Inspiration

Security debt is invisible until it explodes. 82% of organizations carry unresolved vulnerabilities — not because engineers don't care, but because fixing them manually takes 2–4 hours per finding. We wanted to close that gap completely.

What it does

ecuritySentry is an autonomous vulnerability remediation agent built on GitLab Duo. When a SAST scan finishes, it automatically triages findings by CVSS score, challenges uncertain results with runnable proof tests, negotiates fix scope with the developer, generates patches per CWE pattern, validates them against the test suite, and opens a documented MR — all in under 20 minutes

How we built it

We built SecuritySentry as a multi-agent GitLab Duo Workflow with six specialized agents — Triage, Fix, Test, MR, Report, and Green — chained together in a single orchestrator flow. Each agent has a focused prompt, a scoped toolset, and passes structured output to the next. The demo app is a realistic Flask codebase with five intentional vulnerabilities (CWE-89, 79, 22, 798, 918) that the pipeline detects and remediates end-to-end.

Challenges we ran into

Everything. This was my first time building an AI agent — ever. Five days ago I had never written a Duo Workflow, never chained agents together, and had no idea how to make one agent's output become another agent's structured input. Every single layer was completely new territory. The learning curve hit all at once: understanding how GitLab Duo Flows work, writing prompts that produce consistent JSON outputs, debugging why an agent would silently ignore its instructions, and figuring out that a single indentation error in YAML can break an entire pipeline without a clear error message. Things that probably take experienced agent developers an hour took me a full day. I also underestimated how different "it works in my head" is from "it actually works." The False-Positive Challenger sounded simple to design but was genuinely hard to implement — getting an agent to generate runnable proof files, commit them to a branch, and post a structured MR comment in exactly the right format required more iteration than I expected.

Accomplishments that we're proud of

Honestly, just finishing this makes me proud, or even just trying makes me proud.

What we learned

I learned to read error messages carefully instead of panicking. Most of the time the answer was already there a missing indent, a wrong field name, a blueprint that never got registered. I learned that AI agents are not magic. Behind every "autonomous" behavior is a prompt someone had to write, test, rewrite, and test again. The intelligence is in the design, not the model. I learned that shipping something imperfect in five days teaches you more than planning something perfect for five months. Five days ago I didn't know any of this. Now I do.
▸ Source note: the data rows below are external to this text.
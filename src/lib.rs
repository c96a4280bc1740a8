// Library crate for the number guessing score server
// This file exposes the public API for the binary and integration tests

pub mod auth;
pub mod config;
pub mod scores;
pub mod shared;
pub mod stats;
pub mod user;

use axum::{
    middleware,
    routing::{get, post},
    Router,
};

// Re-export commonly used types for easier access in tests
pub use auth::{AuthClaims, TokenConfig};
pub use config::AppConfig;
pub use scores::{
    models::{Difficulty, GameRecord, GameType, NewGameRecord},
    repository::{GameRecordRepository, InMemoryGameRecordRepository},
    ScoreRecorder,
};
pub use shared::{AppError, AppState};
pub use stats::{LeaderboardBuilder, LeaderboardLimit, StatsService};
pub use user::{models::UserModel, InMemoryUserRepository, UserRepository};

/// Builds every route of the API on top of the given state.
/// Routes under `/scores` that act for a user sit behind `auth::jwt_auth`.
pub fn build_router(state: AppState) -> Router {
    let protected = Router::new()
        .route("/record", post(scores::record_score))
        .route("/my-stats", get(stats::get_my_stats))
        .route("/my-history", get(stats::get_my_history))
        .route("/my-rank", get(stats::get_my_rank))
        .route("/user/:user_id/stats", get(stats::get_user_stats))
        .route("/user/:user_id/history", get(stats::get_user_history))
        .route_layer(middleware::from_fn_with_state(
            state.clone(),
            auth::jwt_auth,
        ));

    let scores = Router::new()
        .route("/leaderboard", get(stats::get_leaderboard))
        .route("/leaderboard/stats", get(stats::get_leaderboard_stats))
        .merge(protected);

    Router::new()
        .route("/", get(|| async { "Number guessing score server" }))
        .route("/users", post(user::register_user))
        .route("/users/:user_id", get(user::get_user))
        .nest("/scores", scores)
        .with_state(state)
}
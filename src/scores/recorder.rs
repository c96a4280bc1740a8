use std::sync::Arc;

use tracing::{info, instrument, warn};

use super::models::{GameRecord, NewGameRecord};
use super::repository::GameRecordRepository;
use crate::shared::AppError;
use crate::user::repository::UserRepository;

/// Persists completed games for known users
pub struct ScoreRecorder {
    scores: Arc<dyn GameRecordRepository>,
    users: Arc<dyn UserRepository>,
}

impl ScoreRecorder {
    pub fn new(scores: Arc<dyn GameRecordRepository>, users: Arc<dyn UserRepository>) -> Self {
        Self { scores, users }
    }

    /// Appends the game for its user. Fails with `NotFound`, appending nothing, when the
    /// user does not exist. Derived statistics are recomputed on the next read.
    #[instrument(skip(self, new_record), fields(user_id = %new_record.user_id))]
    pub async fn record_score(&self, new_record: NewGameRecord) -> Result<GameRecord, AppError> {
        if !self.users.exists(&new_record.user_id).await? {
            warn!("Refusing to record score for unknown user");
            return Err(AppError::NotFound("User not found".to_string()));
        }

        let record = self.scores.append(new_record).await?;

        info!(
            record_id = %record.id,
            score = record.score,
            is_win = record.is_win,
            "Game score recorded"
        );
        Ok(record)
    }
}
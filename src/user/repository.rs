use async_trait::async_trait;
use sqlx::{postgres::PgRow, PgPool, Row};
use std::collections::HashMap;
use std::str::FromStr;
use tokio::sync::RwLock;
use tracing::{debug, instrument, warn};

use super::models::{UserModel, UserRole};
use crate::shared::AppError;

/// Read side of the user directory used by the stats core, plus registration
#[async_trait]
pub trait UserRepository: Send + Sync {
    async fn create_user(&self, user: &UserModel) -> Result<(), AppError>;
    async fn find_by_id(&self, user_id: &str) -> Result<Option<UserModel>, AppError>;
    async fn find_by_email(&self, email: &str) -> Result<Option<UserModel>, AppError>;
    async fn exists(&self, user_id: &str) -> Result<bool, AppError>;

    /// Batch lookup keyed by user id. Ids with no matching user are simply absent
    /// from the returned map.
    async fn find_many(&self, user_ids: &[String]) -> Result<HashMap<String, UserModel>, AppError>;
}

/// In-memory implementation of UserRepository for development and testing
#[derive(Debug, Default)]
pub struct InMemoryUserRepository {
    users: RwLock<HashMap<String, UserModel>>,
}

impl InMemoryUserRepository {
    pub fn new() -> Self {
        Self {
            users: RwLock::new(HashMap::new()),
        }
    }

    /// Creates an in-memory repository with pre-populated users
    pub fn with_users(users: Vec<UserModel>) -> Self {
        let user_map = users
            .into_iter()
            .map(|user| (user.id.clone(), user))
            .collect();

        Self {
            users: RwLock::new(user_map),
        }
    }

    pub async fn user_count(&self) -> usize {
        self.users.read().await.len()
    }
}

#[async_trait]
impl UserRepository for InMemoryUserRepository {
    #[instrument(skip(self, user))]
    async fn create_user(&self, user: &UserModel) -> Result<(), AppError> {
        debug!(user_id = %user.id, email = %user.email, "Creating user in memory");

        let mut users = self.users.write().await;
        if users.contains_key(&user.id) {
            warn!(user_id = %user.id, "User already exists in memory");
            return Err(AppError::Conflict("User already exists".to_string()));
        }
        if users
            .values()
            .any(|existing| existing.email.eq_ignore_ascii_case(&user.email))
        {
            warn!(email = %user.email, "Email already registered in memory");
            return Err(AppError::Conflict(
                "User already exists with this email".to_string(),
            ));
        }
        users.insert(user.id.clone(), user.clone());

        debug!(user_id = %user.id, "User created successfully in memory");
        Ok(())
    }

    #[instrument(skip(self))]
    async fn find_by_id(&self, user_id: &str) -> Result<Option<UserModel>, AppError> {
        let users = self.users.read().await;
        let user = users.get(user_id).cloned();

        match &user {
            Some(u) => debug!(user_id = %user_id, name = %u.name, "User found in memory"),
            None => debug!(user_id = %user_id, "User not found in memory"),
        }

        Ok(user)
    }

    #[instrument(skip(self))]
    async fn find_by_email(&self, email: &str) -> Result<Option<UserModel>, AppError> {
        let users = self.users.read().await;
        Ok(users
            .values()
            .find(|user| user.email.eq_ignore_ascii_case(email))
            .cloned())
    }

    #[instrument(skip(self))]
    async fn exists(&self, user_id: &str) -> Result<bool, AppError> {
        Ok(self.users.read().await.contains_key(user_id))
    }

    #[instrument(skip(self, user_ids), fields(requested = user_ids.len()))]
    async fn find_many(&self, user_ids: &[String]) -> Result<HashMap<String, UserModel>, AppError> {
        let users = self.users.read().await;
        let found: HashMap<String, UserModel> = user_ids
            .iter()
            .filter_map(|id| users.get(id).map(|user| (id.clone(), user.clone())))
            .collect();

        debug!(found = found.len(), "Batch user lookup completed in memory");
        Ok(found)
    }
}

/// PostgreSQL implementation of user repository
pub struct PostgresUserRepository {
    pool: PgPool,
}

impl PostgresUserRepository {
    pub fn new(pool: PgPool) -> Self {
        Self { pool }
    }

    fn map_row(row: &PgRow) -> Result<UserModel, AppError> {
        let role: String = row.get("role");
        let role = UserRole::from_str(&role)
            .map_err(|_| AppError::DatabaseError(format!("Unknown user role: {}", role)))?;

        Ok(UserModel {
            id: row.get("id"),
            name: row.get("name"),
            email: row.get("email"),
            role,
            is_active: row.get("is_active"),
            created_at: row.get("created_at"),
        })
    }
}

#[async_trait]
impl UserRepository for PostgresUserRepository {
    #[instrument(skip(self, user))]
    async fn create_user(&self, user: &UserModel) -> Result<(), AppError> {
        debug!(user_id = %user.id, email = %user.email, "Creating user in database");

        sqlx::query(
            "INSERT INTO users (id, name, email, role, is_active, created_at) VALUES ($1, $2, $3, $4, $5, $6)",
        )
        .bind(&user.id)
        .bind(&user.name)
        .bind(&user.email)
        .bind(user.role.as_ref())
        .bind(user.is_active)
        .bind(user.created_at)
        .execute(&self.pool)
        .await
        .map_err(|e| {
            if e
                .as_database_error()
                .is_some_and(|db_err| db_err.is_unique_violation())
            {
                warn!(email = %user.email, "Email already registered in database");
                return AppError::Conflict("User already exists with this email".to_string());
            }
            warn!(error = %e, "Failed to create user in database");
            AppError::DatabaseError(e.to_string())
        })?;

        debug!(user_id = %user.id, "User created successfully in database");
        Ok(())
    }

    #[instrument(skip(self))]
    async fn find_by_id(&self, user_id: &str) -> Result<Option<UserModel>, AppError> {
        let row = sqlx::query(
            "SELECT id, name, email, role, is_active, created_at FROM users WHERE id = $1",
        )
        .bind(user_id)
        .fetch_optional(&self.pool)
        .await
        .map_err(|e| {
            warn!(error = %e, user_id = %user_id, "Failed to fetch user from database");
            AppError::DatabaseError(e.to_string())
        })?;

        row.as_ref().map(Self::map_row).transpose()
    }

    #[instrument(skip(self))]
    async fn find_by_email(&self, email: &str) -> Result<Option<UserModel>, AppError> {
        let row = sqlx::query(
            "SELECT id, name, email, role, is_active, created_at FROM users WHERE lower(email) = lower($1)",
        )
        .bind(email)
        .fetch_optional(&self.pool)
        .await
        .map_err(|e| {
            warn!(error = %e, "Failed to fetch user by email from database");
            AppError::DatabaseError(e.to_string())
        })?;

        row.as_ref().map(Self::map_row).transpose()
    }

    #[instrument(skip(self))]
    async fn exists(&self, user_id: &str) -> Result<bool, AppError> {
        let row = sqlx::query("SELECT EXISTS(SELECT 1 FROM users WHERE id = $1) AS present")
            .bind(user_id)
            .fetch_one(&self.pool)
            .await
            .map_err(|e| {
                warn!(error = %e, user_id = %user_id, "Failed to check user existence");
                AppError::DatabaseError(e.to_string())
            })?;

        Ok(row.get("present"))
    }

    #[instrument(skip(self, user_ids), fields(requested = user_ids.len()))]
    async fn find_many(&self, user_ids: &[String]) -> Result<HashMap<String, UserModel>, AppError> {
        if user_ids.is_empty() {
            return Ok(HashMap::new());
        }

        let rows = sqlx::query(
            "SELECT id, name, email, role, is_active, created_at FROM users WHERE id = ANY($1)",
        )
        .bind(user_ids)
        .fetch_all(&self.pool)
        .await
        .map_err(|e| {
            warn!(error = %e, "Failed to batch fetch users from database");
            AppError::DatabaseError(e.to_string())
        })?;

        rows.iter()
            .map(|row| Self::map_row(row).map(|user| (user.id.clone(), user)))
            .collect()
    }
}
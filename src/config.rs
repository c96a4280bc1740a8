use std::env;
use std::str::FromStr;

use thiserror::Error;

#[derive(Debug, Error)]
pub enum ConfigError {
    #[error("Invalid value for {key}: {value}")]
    InvalidValue { key: &'static str, value: String },
}

/// Server-level settings read from the environment at startup
#[derive(Debug, Clone)]
pub struct AppConfig {
    pub bind_address: String,
    /// Postgres is used when set, in-memory stores otherwise
    pub database_url: Option<String>,
    pub leaderboard_default_limit: usize,
    pub history_default_page_size: u32,
}

impl Default for AppConfig {
    fn default() -> Self {
        Self {
            bind_address: "0.0.0.0:3000".to_string(),
            database_url: None,
            leaderboard_default_limit: 50,
            history_default_page_size: 20,
        }
    }
}

impl AppConfig {
    pub fn from_env() -> Result<Self, ConfigError> {
        Self::from_lookup(|key| env::var(key).ok())
    }

    fn from_lookup<F>(lookup: F) -> Result<Self, ConfigError>
    where
        F: Fn(&str) -> Option<String>,
    {
        let defaults = Self::default();

        Ok(Self {
            bind_address: lookup("BIND_ADDRESS").unwrap_or(defaults.bind_address),
            database_url: lookup("DATABASE_URL").filter(|url| !url.is_empty()),
            leaderboard_default_limit: parse_or(
                &lookup,
                "LEADERBOARD_DEFAULT_LIMIT",
                defaults.leaderboard_default_limit,
            )?,
            history_default_page_size: parse_or(
                &lookup,
                "HISTORY_DEFAULT_PAGE_SIZE",
                defaults.history_default_page_size,
            )?,
        })
    }
}

fn parse_or<F, T>(lookup: &F, key: &'static str, default: T) -> Result<T, ConfigError>
where
    F: Fn(&str) -> Option<String>,
    T: FromStr,
{
    match lookup(key) {
        Some(value) => value
            .parse()
            .map_err(|_| ConfigError::InvalidValue { key, value }),
        None => Ok(default),
    }
}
What's next for SecuritySentry

I want SecuritySentry to analyze a developer's coding patterns over time and build a personal vulnerability profile — so instead of waiting for SAST to catch a SQL injection, it warns the developer while they're still typing the query. I want to add cross-MR memory so the Style Linter doesn't just learn from one session — it builds a long-term model of how each developer writes code, what they accept, what they reject, and what mistakes they repeatedly make. Security guidance that gets smarter the more you use it. I want to expand the False-Positive Challenger into a full adversarial testing layer — not just two test cases per finding, but an automated red team that continuously probes the codebase for exploit paths and reports back with confidence scores. I want SecuritySentry to speak the language of business, not just engineering. Instead of posting "CWE-89 detected in users.py", it should calculate the estimated blast radius, the regulatory exposure (GDPR, SOC2, PCI-DSS), and the cost of a breach — so security decisions can be made at the executive level, not just the code review level.